Post-surgical patients had high suicide mortality rates compared to the general population and people who continue to have seizures after surgery had a high mortality rate due to suicide, in contrast to those who were crisis-free after surgery (4-5 times) [53].

In a series of 26 patients, with Gamma Knife Radiosurgery in patients with mesial temporal lobe epilepsy (LTM), they did not show significant psychiatric changes between the preoperative period and the following 24 months [54].

Risk factors for depression after surgery in epilepsy include preoperative history of mood disorders and Lobe Temporal Mesial surgery [55,56].

Behavioral disorders can interfere with the preoperative evaluation and the patient may not be willing to provide informed consent in the research and surgery.

Stimulation of the vagus nerve showed better responses in patients with major chronic depressive disorders in the 12 months of the study [57,58].

Elger and colleagues in small studies showed that treatment with vagal stimulation improves depression in patients with epilepsy, independent of the effects of the frequency of seizures. Vagal stimulation is a useful therapy in the treatment of resistant depression.

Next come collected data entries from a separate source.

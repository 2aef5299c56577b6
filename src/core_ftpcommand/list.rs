use std::io;

use async_trait::async_trait;
use chrono::{DateTime, Utc};
use log::{debug, warn};
use tokio::io::AsyncWriteExt;

use crate::core_ftpcommand::ftpcommand::FtpRequest;
use crate::core_ftpcommand::handlers::{CommandHandler, CommandOutcome};
use crate::core_vfs::DirEntryInfo;
use crate::reply::{code, Reply, ReplyWriter};
use crate::server::ServerContext;
use crate::session::Session;

/// Handles the LIST FTP command: a unix-style long listing of the argument
/// directory (or the working directory), sent over the data channel.
pub struct ListHandler;

/// Handles the NLST FTP command: bare names only, one per line.
pub struct NlstHandler;

fn format_long_entry(entry: &DirEntryInfo) -> String {
    let kind = if entry.is_dir { 'd' } else { '-' };
    let date = entry
        .modified
        .map(|mtime| DateTime::<Utc>::from(mtime).format("%b %e %H:%M").to_string())
        .unwrap_or_else(|| String::from("Jan  1 00:00"));
    format!(
        "{}rw-r--r-- 1 ftp ftp {:>12} {} {}",
        kind, entry.size, date, entry.name
    )
}

fn format_name_entry(entry: &DirEntryInfo) -> String {
    entry.name.clone()
}

async fn send_listing(
    session: &mut Session,
    request: &FtpRequest,
    reply: &mut ReplyWriter,
    format: fn(&DirEntryInfo) -> String,
) -> io::Result<CommandOutcome> {
    let path = request.argument().unwrap_or(".");

    let dir = match session.fs.resolve(path).await {
        Ok(dir) => dir,
        Err(err) => {
            debug!("LIST resolution failed for {}: {}", path, err);
            reply.send(Reply::file_unavailable(path)).await?;
            return Ok(CommandOutcome::Failure);
        }
    };
    let name = dir.full_name().to_string();

    if !dir.exists() {
        reply.send(Reply::file_unavailable(&name)).await?;
        return Ok(CommandOutcome::Failure);
    }

    let entries = match dir.list().await {
        Ok(entries) => entries,
        Err(err) => {
            warn!("LIST could not read {}: {}", name, err);
            reply.send(Reply::action_not_taken(Some(&name))).await?;
            return Ok(CommandOutcome::Failure);
        }
    };

    reply
        .send(Reply::new(
            code::FILE_STATUS_OKAY,
            "Opening data connection for directory listing.",
        ))
        .await?;

    let mut data = match session.data_channel.open().await {
        Ok(data) => data,
        Err(err) => {
            warn!("LIST data channel failed for {}: {}", name, err);
            reply.send(Reply::cant_open_data_connection()).await?;
            return Ok(CommandOutcome::Failure);
        }
    };

    for entry in &entries {
        let line = format!("{}\r\n", format(entry));
        if let Err(err) = data.write_all(line.as_bytes()).await {
            warn!("LIST transfer of {} aborted: {}", name, err);
            reply
                .send(Reply::new(
                    code::TRANSFER_ABORTED,
                    "Connection closed; transfer aborted.",
                ))
                .await?;
            return Ok(CommandOutcome::Failure);
        }
    }
    data.shutdown().await.ok();

    reply
        .send(Reply::new(
            code::CLOSING_DATA_CONNECTION,
            "Transfer complete.",
        ))
        .await?;
    Ok(CommandOutcome::Success)
}

#[async_trait]
impl CommandHandler for ListHandler {
    async fn execute(
        &self,
        _ctx: &ServerContext,
        session: &mut Session,
        request: &FtpRequest,
        reply: &mut ReplyWriter,
    ) -> io::Result<CommandOutcome> {
        send_listing(session, request, reply, format_long_entry).await
    }
}

#[async_trait]
impl CommandHandler for NlstHandler {
    async fn execute(
        &self,
        _ctx: &ServerContext,
        session: &mut Session,
        request: &FtpRequest,
        reply: &mut ReplyWriter,
    ) -> io::Result<CommandOutcome> {
        send_listing(session, request, reply, format_name_entry).await
    }
}
use std::net::SocketAddr;
use std::time::Duration;

use crate::core_network::data::DataChannel;
use crate::core_vfs::FileSystemView;

/// Transfer representation type set by the TYPE command.
#[derive(Debug, Clone, Copy, PartialEq, Eq)]
pub enum TransferType {
    Ascii,
    Binary,
}

/// Per-connection mutable state: authentication progress, working
/// directory (held by the filesystem view), transfer type, the transient
/// rename/restart markers, and the negotiated data channel. One session
/// exists per control connection and is owned by that connection's task;
/// nothing here is shared.
pub struct Session {
    pub id: u64,
    pub remote_addr: SocketAddr,
    /// Local address of the control socket, used as the advertised PASV
    /// address when no external override is configured.
    pub local_addr: SocketAddr,
    pub username: Option<String>,
    pub pending_username: Option<String>,
    pub login_failures: u32,
    pub transfer_type: TransferType,
    /// Canonical source path set by RNFR, consumed by the next RNTO.
    pub rename_from: Option<String>,
    /// Byte offset set by REST, consumed by the next RETR or STOR.
    pub restart_offset: u64,
    pub data_channel: DataChannel,
    pub fs: Box<dyn FileSystemView>,
}

impl Session {
    pub fn new(
        id: u64,
        remote_addr: SocketAddr,
        local_addr: SocketAddr,
        fs: Box<dyn FileSystemView>,
        data_timeout: Duration,
    ) -> Self {
        Session {
            id,
            remote_addr,
            local_addr,
            username: None,
            pending_username: None,
            login_failures: 0,
            transfer_type: TransferType::Ascii,
            rename_from: None,
            restart_offset: 0,
            data_channel: DataChannel::new(data_timeout),
            fs,
        }
    }

    pub fn is_authenticated(&self) -> bool {
        self.username.is_some()
    }

    /// User name for audit log lines; "-" before login completes.
    pub fn display_user(&self) -> &str {
        self.username.as_deref().unwrap_or("-")
    }

    /// Clears the transient per-command markers at the start of every
    /// command, exempting only the follow-up verbs that consume them.
    /// This is the single place those markers are reset.
    pub fn reset_transient_state(&mut self, verb: &str) {
        if verb != "RNTO" {
            self.rename_from = None;
        }
        if verb != "RETR" && verb != "STOR" {
            self.restart_offset = 0;
        }
    }

    pub fn take_rename_source(&mut self) -> Option<String> {
        self.rename_from.take()
    }

    pub fn take_restart_offset(&mut self) -> u64 {
        std::mem::take(&mut self.restart_offset)
    }
}
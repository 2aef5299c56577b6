// src/constants.rs

pub const USERNAME_REGEX: &str = r"^[a-zA-Z0-9]{1,32}$";

/// Login attempts allowed before the control connection is closed with 421.
pub const MAX_LOGIN_FAILURES: u32 = 3;
use std::io;

use async_trait::async_trait;
use log::debug;

use crate::core_ftpcommand::ftpcommand::FtpRequest;
use crate::core_ftpcommand::handlers::{CommandHandler, CommandOutcome};
use crate::reply::{code, Reply, ReplyWriter};
use crate::server::ServerContext;
use crate::session::{Session, TransferType};

/// Handles the TYPE FTP command. Only the two representation types every
/// client actually uses are supported: A (ASCII) and I (binary image).
pub struct TypeHandler;

#[async_trait]
impl CommandHandler for TypeHandler {
    fn requires_argument(&self) -> bool {
        true
    }

    async fn execute(
        &self,
        _ctx: &ServerContext,
        session: &mut Session,
        request: &FtpRequest,
        reply: &mut ReplyWriter,
    ) -> io::Result<CommandOutcome> {
        let arg = request.argument().unwrap_or_default().to_ascii_uppercase();
        let transfer_type = match arg.as_str() {
            "A" => TransferType::Ascii,
            "I" => TransferType::Binary,
            other => {
                debug!("Unsupported TYPE parameter: {}", other);
                reply
                    .send(Reply::new(
                        code::PARAMETER_NOT_IMPLEMENTED,
                        format!("Type {} not implemented.", other),
                    ))
                    .await?;
                return Ok(CommandOutcome::Failure);
            }
        };
        session.transfer_type = transfer_type;
        reply
            .send(Reply::new(
                code::COMMAND_OKAY,
                format!("Type set to {}.", arg),
            ))
            .await?;
        Ok(CommandOutcome::Success)
    }
}
use std::io;
use std::net::{IpAddr, SocketAddr};
use std::time::Duration;

use log::debug;
use thiserror::Error;
use tokio::net::{TcpListener, TcpStream};
use tokio::time::timeout;

/// Failure to establish the secondary transfer channel. Transfer handlers
/// translate every variant into a 425-class reply; establishment is never
/// retried.
#[derive(Error, Debug)]
pub enum DataChannelError {
    #[error("no data connection negotiated; send PORT or PASV first")]
    NotNegotiated,
    #[error("data connection not established within {0:?}")]
    Timeout(Duration),
    #[error(transparent)]
    Io(#[from] io::Error),
}

/// How the next data connection will be established. Passive holds the
/// already-bound listener so the advertised port stays valid between the
/// PASV reply and the transfer command; active holds the client-supplied
/// endpoint from PORT.
enum DataChannelPlan {
    Passive(TcpListener),
    Active(SocketAddr),
}

/// Per-session data-connection state. At most one plan exists at a time;
/// negotiating a new one drops (and thereby closes) the previous listener.
/// `open` consumes the plan, so every established connection is single-use:
/// one transfer command, then gone.
pub struct DataChannel {
    plan: Option<DataChannelPlan>,
    timeout: Duration,
}

impl DataChannel {
    pub fn new(timeout: Duration) -> Self {
        DataChannel {
            plan: None,
            timeout,
        }
    }

    pub fn is_negotiated(&self) -> bool {
        self.plan.is_some()
    }

    pub fn set_passive(&mut self, listener: TcpListener) {
        self.plan = Some(DataChannelPlan::Passive(listener));
    }

    pub fn set_active(&mut self, target: SocketAddr) {
        self.plan = Some(DataChannelPlan::Active(target));
    }

    pub fn clear(&mut self) {
        self.plan = None;
    }

    /// Establishes the connection: accepts the one inbound client in
    /// passive mode, or connects out in active mode, either way bounded by
    /// the configured timeout. The kernel backlog holds a passive client
    /// that connected before the transfer command arrived.
    pub async fn open(&mut self) -> Result<TcpStream, DataChannelError> {
        let plan = self.plan.take().ok_or(DataChannelError::NotNegotiated)?;
        match plan {
            DataChannelPlan::Passive(listener) => {
                let (stream, peer) = timeout(self.timeout, listener.accept())
                    .await
                    .map_err(|_| DataChannelError::Timeout(self.timeout))??;
                debug!("Passive data connection accepted from {}", peer);
                Ok(stream)
            }
            DataChannelPlan::Active(target) => {
                let stream = timeout(self.timeout, TcpStream::connect(target))
                    .await
                    .map_err(|_| DataChannelError::Timeout(self.timeout))??;
                debug!("Active data connection opened to {}", target);
                Ok(stream)
            }
        }
    }
}

/// Binds a passive listener on `bind_ip`, walking the configured port range
/// in order. A range of 0..0 means any ephemeral port.
pub async fn bind_passive_listener(
    bind_ip: IpAddr,
    range_start: u16,
    range_end: u16,
) -> io::Result<TcpListener> {
    if range_start == 0 {
        return TcpListener::bind((bind_ip, 0)).await;
    }
    for port in range_start..=range_end {
        match TcpListener::bind((bind_ip, port)).await {
            Ok(listener) => return Ok(listener),
            Err(err) => debug!("Passive port {} unavailable: {}", port, err),
        }
    }
    Err(io::Error::new(
        io::ErrorKind::AddrInUse,
        format!("no free port in passive range {}..{}", range_start, range_end),
    ))
}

The postoperative decline in memory depends on the volume of tissue that is removed during surgery, the functional reserve of the remaining structures, the age at the time of surgery, the gender and the previous intellectual quotient. Patients who can reduce or stop antiepileptic drugs after surgery may experience significant improvement in memory, processing speed, and language, particularly if they were taking multiple antiepileptic drugs at high doses, as is typical of refractory epilepsy [54].

Conclusions
Conclusively, it is highlighted that psychiatric comorbidity in patients suffering from epilepsy is frequent and multifactorial. It is of significant importance for the physician to be able to recognize the elements that are related to the neurobehavioral symptoms in them, in order to adopt the necessary measures to minimize their effects and improve their quality of life. In addition, it is considered that there is no border between Psychiatry and Epilepsy, since there is a common anatomical substrate and a close symptomatic relationship, which implies the need to manage these patients comprehensively. Of significant interest it is considered that the patient with epilepsy, must be managed integrally by the specialties of Neurology, Psychiatry and Psychology.

Summary
Epilepsy represents a global health problem and is considered as old as humanity itself and one of the most frequent disorders of the Central Nervous System. Patients suffering from this disease have an associated psychiatric comorbidity and, in turn, social, psychobiological and economic consequences, which is why it is necessary for health professionals to know these alterations for their comprehensive management. The objective of this article is to specify in this disease if there is a border between Psychiatry and Neurology. We realized a deep analysis of the relationship of epilepsy, with the psychiatric alterations that occur in these patients and, at the same time, with the neuroanatomical alterations. Mention is made of the most frequent psychiatric disorders that occur in patients with epilepsy, such as psychotic and affective bipolar disorders, depression, mania, suicidal behaviors, anxiety and personality disorders, hyperactivity and attention deficit, psychotropic effects of drugs antiepileptic drugs and psychiatric disorders in epilepsy surgery. At the same time, some significant aspects of depression and psychosis, which are considered necessary, are detailed. Conclusively, it is highlighted that psychiatric comorbidity in patients suffering from epilepsy is frequent and multifactorial. It is of significant importance for the physician to be able to recognize the elements that are related to the neurobehavioral symptoms in them, in order to adopt the necessary measures to minimize their effects and improve their quality of life. In addition, it is considered that there is no border between Psychiatry and Epilepsy, since there is a common anatomical substrate and a close symptomatic relationship, which implies the need to manage these patients comprehensively. Of significant interest it is considered that the patient with epilepsy must be managed integrally by the specialties of Neurology, Psychiatry and Psychology.